Saved entries
========

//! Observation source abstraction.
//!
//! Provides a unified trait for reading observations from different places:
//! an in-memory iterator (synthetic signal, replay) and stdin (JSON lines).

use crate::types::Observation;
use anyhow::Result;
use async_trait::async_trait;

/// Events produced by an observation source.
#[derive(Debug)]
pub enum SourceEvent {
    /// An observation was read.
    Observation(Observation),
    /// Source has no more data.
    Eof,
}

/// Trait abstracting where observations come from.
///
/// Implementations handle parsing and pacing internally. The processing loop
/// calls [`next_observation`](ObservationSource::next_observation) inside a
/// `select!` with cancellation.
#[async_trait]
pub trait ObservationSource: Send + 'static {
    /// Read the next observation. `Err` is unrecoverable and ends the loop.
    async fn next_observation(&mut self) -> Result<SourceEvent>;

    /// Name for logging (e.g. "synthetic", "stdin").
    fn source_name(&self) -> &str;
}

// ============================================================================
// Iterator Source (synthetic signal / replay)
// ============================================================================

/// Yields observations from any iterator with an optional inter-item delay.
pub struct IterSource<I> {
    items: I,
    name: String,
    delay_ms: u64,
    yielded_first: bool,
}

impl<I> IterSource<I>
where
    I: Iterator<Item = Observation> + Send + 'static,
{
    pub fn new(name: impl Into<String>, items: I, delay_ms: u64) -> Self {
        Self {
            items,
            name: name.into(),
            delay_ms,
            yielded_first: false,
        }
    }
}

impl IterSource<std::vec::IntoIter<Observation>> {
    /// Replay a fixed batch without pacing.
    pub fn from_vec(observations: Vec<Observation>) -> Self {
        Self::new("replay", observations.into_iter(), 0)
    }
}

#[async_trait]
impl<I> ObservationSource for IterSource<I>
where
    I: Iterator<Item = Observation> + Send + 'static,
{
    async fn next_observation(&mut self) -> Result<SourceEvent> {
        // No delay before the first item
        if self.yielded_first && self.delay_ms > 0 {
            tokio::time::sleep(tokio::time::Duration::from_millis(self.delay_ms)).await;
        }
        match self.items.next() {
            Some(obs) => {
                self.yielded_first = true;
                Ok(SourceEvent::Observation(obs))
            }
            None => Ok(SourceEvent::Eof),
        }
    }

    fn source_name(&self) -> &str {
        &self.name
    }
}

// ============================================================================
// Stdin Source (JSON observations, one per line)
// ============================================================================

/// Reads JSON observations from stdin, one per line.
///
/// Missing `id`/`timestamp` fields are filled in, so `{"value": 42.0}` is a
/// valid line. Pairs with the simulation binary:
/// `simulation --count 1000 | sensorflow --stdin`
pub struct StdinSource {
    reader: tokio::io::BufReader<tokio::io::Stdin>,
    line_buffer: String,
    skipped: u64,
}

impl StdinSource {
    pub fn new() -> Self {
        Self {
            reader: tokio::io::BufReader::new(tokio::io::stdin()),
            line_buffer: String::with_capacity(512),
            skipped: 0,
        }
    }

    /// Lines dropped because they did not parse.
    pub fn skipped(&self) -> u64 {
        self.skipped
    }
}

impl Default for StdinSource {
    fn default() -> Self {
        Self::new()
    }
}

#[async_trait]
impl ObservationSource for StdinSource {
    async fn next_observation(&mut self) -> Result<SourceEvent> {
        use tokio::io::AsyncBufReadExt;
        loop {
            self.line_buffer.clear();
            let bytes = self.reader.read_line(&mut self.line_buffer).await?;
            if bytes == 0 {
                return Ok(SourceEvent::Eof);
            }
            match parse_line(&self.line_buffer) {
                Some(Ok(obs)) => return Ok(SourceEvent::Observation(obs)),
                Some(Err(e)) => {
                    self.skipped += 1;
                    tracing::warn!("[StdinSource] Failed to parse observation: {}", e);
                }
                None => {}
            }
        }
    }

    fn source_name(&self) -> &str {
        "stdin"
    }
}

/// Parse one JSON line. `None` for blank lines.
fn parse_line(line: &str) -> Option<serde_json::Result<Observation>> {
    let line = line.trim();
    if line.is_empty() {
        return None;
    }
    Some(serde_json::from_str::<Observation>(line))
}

========

#### [Exercise]
Locate the word "simulation" in the records and collect each line it appears in.

#### [Problem solution]
/// valid line. Pairs with the simulation binary:
/// `simulation --count 1000 | sensorflow --stdin`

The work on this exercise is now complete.